EXERCISE DATA Block Start

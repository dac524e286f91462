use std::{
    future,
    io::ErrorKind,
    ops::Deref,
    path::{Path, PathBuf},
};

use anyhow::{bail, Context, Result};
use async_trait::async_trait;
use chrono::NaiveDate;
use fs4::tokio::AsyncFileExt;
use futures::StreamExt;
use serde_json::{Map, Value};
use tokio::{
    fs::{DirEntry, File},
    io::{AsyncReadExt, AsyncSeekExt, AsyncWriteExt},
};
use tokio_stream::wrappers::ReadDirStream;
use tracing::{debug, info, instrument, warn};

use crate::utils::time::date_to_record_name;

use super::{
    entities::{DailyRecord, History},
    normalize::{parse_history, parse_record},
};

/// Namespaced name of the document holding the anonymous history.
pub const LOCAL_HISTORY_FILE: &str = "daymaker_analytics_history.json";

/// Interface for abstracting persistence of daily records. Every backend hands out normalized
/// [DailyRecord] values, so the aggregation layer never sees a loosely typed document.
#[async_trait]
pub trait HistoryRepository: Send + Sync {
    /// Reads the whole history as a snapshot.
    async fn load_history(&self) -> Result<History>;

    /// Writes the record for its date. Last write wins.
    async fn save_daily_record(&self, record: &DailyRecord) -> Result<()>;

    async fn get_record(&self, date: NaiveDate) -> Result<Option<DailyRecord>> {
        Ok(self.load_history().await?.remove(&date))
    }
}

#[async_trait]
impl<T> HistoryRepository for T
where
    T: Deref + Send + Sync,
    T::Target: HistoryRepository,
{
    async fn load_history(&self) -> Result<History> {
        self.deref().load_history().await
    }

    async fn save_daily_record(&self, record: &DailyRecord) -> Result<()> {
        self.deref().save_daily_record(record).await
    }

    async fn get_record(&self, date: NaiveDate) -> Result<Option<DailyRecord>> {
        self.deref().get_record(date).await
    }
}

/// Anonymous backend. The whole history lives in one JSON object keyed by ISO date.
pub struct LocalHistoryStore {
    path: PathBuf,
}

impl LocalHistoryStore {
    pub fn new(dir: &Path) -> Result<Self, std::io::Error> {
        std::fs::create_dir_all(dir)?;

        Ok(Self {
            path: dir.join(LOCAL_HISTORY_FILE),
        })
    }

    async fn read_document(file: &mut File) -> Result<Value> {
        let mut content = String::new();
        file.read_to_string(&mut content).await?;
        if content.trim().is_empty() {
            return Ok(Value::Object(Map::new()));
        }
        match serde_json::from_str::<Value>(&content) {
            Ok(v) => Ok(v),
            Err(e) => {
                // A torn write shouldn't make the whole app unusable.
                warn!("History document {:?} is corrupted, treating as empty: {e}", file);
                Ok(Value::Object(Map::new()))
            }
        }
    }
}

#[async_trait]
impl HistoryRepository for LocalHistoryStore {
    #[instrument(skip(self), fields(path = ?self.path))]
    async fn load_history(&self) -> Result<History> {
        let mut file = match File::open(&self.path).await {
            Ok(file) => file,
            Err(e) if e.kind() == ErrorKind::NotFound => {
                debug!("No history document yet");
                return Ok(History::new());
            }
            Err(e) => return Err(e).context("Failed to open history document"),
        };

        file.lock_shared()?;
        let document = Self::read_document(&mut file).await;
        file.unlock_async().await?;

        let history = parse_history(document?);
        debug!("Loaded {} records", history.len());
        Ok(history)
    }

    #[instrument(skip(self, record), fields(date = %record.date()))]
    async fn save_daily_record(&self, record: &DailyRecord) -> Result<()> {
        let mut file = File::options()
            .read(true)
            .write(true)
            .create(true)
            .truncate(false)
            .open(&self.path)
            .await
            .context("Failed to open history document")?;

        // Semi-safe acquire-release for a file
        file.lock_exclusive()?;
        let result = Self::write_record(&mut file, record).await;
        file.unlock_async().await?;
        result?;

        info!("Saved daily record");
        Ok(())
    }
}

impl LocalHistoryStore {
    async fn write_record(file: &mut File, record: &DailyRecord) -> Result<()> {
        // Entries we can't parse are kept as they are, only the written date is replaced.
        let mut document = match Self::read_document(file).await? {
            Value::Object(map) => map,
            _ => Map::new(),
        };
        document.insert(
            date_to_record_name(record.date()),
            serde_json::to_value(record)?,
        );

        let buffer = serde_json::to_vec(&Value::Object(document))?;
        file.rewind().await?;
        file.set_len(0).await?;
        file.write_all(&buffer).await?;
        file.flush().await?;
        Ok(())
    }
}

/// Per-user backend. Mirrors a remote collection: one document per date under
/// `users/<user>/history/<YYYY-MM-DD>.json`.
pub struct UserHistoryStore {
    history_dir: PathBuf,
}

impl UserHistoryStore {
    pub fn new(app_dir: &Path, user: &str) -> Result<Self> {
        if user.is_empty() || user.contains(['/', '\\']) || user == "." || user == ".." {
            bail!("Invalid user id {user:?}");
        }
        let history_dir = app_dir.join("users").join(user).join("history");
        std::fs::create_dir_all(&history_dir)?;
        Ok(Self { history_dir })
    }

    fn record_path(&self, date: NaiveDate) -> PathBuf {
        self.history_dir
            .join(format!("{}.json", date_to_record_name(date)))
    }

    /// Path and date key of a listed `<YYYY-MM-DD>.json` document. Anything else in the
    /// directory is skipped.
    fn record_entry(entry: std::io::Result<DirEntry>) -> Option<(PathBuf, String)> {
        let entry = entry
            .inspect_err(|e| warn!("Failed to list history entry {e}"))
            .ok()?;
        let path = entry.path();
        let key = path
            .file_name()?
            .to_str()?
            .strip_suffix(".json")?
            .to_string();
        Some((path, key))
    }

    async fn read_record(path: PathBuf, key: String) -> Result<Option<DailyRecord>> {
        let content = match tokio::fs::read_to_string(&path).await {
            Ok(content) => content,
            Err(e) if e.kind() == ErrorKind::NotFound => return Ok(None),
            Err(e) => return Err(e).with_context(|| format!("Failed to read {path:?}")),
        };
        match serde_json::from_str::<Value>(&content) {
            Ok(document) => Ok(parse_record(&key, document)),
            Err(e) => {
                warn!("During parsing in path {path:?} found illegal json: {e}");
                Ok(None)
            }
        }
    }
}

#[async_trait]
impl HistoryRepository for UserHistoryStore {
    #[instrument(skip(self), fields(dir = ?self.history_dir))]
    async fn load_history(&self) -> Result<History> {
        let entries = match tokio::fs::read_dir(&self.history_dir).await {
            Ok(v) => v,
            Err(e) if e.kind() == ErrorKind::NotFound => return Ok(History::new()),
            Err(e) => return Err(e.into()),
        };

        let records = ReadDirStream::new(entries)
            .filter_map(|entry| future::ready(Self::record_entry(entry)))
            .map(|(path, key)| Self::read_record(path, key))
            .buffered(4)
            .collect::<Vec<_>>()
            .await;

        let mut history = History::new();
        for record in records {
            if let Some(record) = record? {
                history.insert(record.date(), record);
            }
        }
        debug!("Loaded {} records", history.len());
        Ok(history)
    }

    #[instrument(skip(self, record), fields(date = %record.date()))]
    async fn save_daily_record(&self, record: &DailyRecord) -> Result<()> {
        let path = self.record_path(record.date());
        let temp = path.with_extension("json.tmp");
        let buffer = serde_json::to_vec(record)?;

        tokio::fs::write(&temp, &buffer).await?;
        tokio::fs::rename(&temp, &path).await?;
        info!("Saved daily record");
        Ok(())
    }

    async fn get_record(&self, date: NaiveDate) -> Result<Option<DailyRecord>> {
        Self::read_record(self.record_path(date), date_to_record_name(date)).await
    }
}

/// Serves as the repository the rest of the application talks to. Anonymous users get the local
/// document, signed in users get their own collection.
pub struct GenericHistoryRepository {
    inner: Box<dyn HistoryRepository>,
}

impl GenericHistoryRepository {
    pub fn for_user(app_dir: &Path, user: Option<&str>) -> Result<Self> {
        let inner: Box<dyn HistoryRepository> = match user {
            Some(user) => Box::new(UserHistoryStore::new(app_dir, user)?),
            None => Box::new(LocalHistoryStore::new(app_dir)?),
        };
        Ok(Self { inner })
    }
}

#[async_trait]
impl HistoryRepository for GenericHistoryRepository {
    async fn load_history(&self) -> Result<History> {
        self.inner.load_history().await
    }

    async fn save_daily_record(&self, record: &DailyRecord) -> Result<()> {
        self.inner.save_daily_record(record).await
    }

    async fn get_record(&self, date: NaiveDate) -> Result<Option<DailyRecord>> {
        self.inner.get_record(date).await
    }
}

EXERCISE DATA Block End
EXERCISE DATA Block Start

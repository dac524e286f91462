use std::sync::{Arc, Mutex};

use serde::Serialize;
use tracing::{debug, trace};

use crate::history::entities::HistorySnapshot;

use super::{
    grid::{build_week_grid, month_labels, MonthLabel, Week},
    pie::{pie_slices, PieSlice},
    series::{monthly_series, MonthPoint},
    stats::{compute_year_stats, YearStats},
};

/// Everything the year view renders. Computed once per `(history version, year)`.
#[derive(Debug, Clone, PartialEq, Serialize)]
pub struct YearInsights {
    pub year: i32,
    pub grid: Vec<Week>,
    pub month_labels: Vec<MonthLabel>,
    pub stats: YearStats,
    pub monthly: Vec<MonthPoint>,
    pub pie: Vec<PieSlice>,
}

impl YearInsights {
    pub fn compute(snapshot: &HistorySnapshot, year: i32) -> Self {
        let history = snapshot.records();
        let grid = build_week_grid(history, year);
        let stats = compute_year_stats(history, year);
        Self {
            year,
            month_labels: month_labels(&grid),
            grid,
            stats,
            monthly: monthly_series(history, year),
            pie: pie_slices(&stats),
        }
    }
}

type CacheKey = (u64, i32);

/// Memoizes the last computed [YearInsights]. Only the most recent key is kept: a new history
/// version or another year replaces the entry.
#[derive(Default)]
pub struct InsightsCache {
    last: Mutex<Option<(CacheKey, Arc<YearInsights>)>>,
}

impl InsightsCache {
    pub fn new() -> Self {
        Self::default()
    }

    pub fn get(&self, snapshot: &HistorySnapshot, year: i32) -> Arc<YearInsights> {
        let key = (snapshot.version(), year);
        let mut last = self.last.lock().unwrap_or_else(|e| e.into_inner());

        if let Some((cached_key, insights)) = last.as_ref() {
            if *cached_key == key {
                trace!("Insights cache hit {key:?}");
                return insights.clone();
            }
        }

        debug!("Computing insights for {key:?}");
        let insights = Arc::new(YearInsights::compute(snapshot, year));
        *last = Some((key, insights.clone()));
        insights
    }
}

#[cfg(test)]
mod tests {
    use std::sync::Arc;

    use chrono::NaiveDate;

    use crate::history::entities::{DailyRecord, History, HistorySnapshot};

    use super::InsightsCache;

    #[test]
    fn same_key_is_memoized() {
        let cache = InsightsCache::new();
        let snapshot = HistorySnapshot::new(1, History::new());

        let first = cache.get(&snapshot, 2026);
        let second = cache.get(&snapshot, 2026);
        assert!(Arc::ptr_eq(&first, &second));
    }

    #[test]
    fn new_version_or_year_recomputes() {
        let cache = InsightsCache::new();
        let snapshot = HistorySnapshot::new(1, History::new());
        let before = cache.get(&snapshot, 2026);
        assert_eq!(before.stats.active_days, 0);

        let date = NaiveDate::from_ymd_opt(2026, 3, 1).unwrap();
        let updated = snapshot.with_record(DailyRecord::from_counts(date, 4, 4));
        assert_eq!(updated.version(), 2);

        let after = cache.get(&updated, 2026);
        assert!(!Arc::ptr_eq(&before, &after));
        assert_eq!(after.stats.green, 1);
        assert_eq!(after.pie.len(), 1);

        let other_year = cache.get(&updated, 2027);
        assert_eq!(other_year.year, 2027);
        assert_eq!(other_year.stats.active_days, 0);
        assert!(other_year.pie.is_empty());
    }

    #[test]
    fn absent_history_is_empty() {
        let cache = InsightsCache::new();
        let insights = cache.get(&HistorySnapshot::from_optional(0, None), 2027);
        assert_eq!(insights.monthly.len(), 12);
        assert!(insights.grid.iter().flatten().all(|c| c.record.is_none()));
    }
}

EXERCISE DATA Block End
EXERCISE DATA Block Start

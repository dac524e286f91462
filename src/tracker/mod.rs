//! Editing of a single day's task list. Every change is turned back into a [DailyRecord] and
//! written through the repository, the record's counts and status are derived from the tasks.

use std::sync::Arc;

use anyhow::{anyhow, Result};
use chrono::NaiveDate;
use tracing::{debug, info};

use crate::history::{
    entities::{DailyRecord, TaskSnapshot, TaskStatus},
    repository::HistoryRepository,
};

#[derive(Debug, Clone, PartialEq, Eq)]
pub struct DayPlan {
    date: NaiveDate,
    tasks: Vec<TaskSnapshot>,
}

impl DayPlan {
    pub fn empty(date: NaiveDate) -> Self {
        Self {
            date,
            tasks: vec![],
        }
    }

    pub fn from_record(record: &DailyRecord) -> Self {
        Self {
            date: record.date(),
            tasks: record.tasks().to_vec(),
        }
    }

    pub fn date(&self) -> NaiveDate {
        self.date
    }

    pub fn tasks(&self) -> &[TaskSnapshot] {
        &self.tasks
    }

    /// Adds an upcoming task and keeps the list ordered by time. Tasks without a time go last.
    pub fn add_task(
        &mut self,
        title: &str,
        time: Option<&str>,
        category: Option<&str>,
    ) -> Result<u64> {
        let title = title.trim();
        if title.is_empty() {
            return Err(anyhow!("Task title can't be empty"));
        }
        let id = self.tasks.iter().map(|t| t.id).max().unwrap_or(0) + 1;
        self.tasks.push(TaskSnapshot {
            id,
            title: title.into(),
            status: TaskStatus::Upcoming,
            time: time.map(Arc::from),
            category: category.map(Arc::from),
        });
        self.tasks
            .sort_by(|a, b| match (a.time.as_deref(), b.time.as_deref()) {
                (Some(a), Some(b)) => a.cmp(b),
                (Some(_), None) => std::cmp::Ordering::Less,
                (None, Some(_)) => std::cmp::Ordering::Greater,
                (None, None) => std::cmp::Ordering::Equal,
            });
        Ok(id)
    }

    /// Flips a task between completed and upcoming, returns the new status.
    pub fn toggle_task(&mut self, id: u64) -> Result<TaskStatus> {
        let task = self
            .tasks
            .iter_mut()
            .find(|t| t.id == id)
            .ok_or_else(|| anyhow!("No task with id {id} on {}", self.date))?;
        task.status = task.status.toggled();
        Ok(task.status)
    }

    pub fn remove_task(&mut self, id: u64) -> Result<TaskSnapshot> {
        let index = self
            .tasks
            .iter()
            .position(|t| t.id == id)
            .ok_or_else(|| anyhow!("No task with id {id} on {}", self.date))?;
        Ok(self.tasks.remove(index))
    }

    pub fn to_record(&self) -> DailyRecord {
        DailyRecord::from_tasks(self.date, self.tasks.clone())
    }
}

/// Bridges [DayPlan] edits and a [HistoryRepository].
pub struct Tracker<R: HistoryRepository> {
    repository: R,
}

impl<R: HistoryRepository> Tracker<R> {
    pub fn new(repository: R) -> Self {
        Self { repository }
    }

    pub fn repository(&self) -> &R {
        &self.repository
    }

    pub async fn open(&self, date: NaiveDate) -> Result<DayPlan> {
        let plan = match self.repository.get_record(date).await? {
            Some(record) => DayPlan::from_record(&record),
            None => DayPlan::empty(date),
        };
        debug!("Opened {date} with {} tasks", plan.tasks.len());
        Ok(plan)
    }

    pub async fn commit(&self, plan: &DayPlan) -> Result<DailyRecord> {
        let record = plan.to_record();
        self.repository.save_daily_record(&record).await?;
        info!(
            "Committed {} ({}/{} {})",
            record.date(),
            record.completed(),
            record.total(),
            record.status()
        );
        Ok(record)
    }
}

EXERCISE DATA Block End

THE TASK
The task calls for all lines in the entries that hold "YearStats".

SOLUTION TO THE EXERCISE
    stats::{compute_year_stats, YearStats},
    pub stats: YearStats,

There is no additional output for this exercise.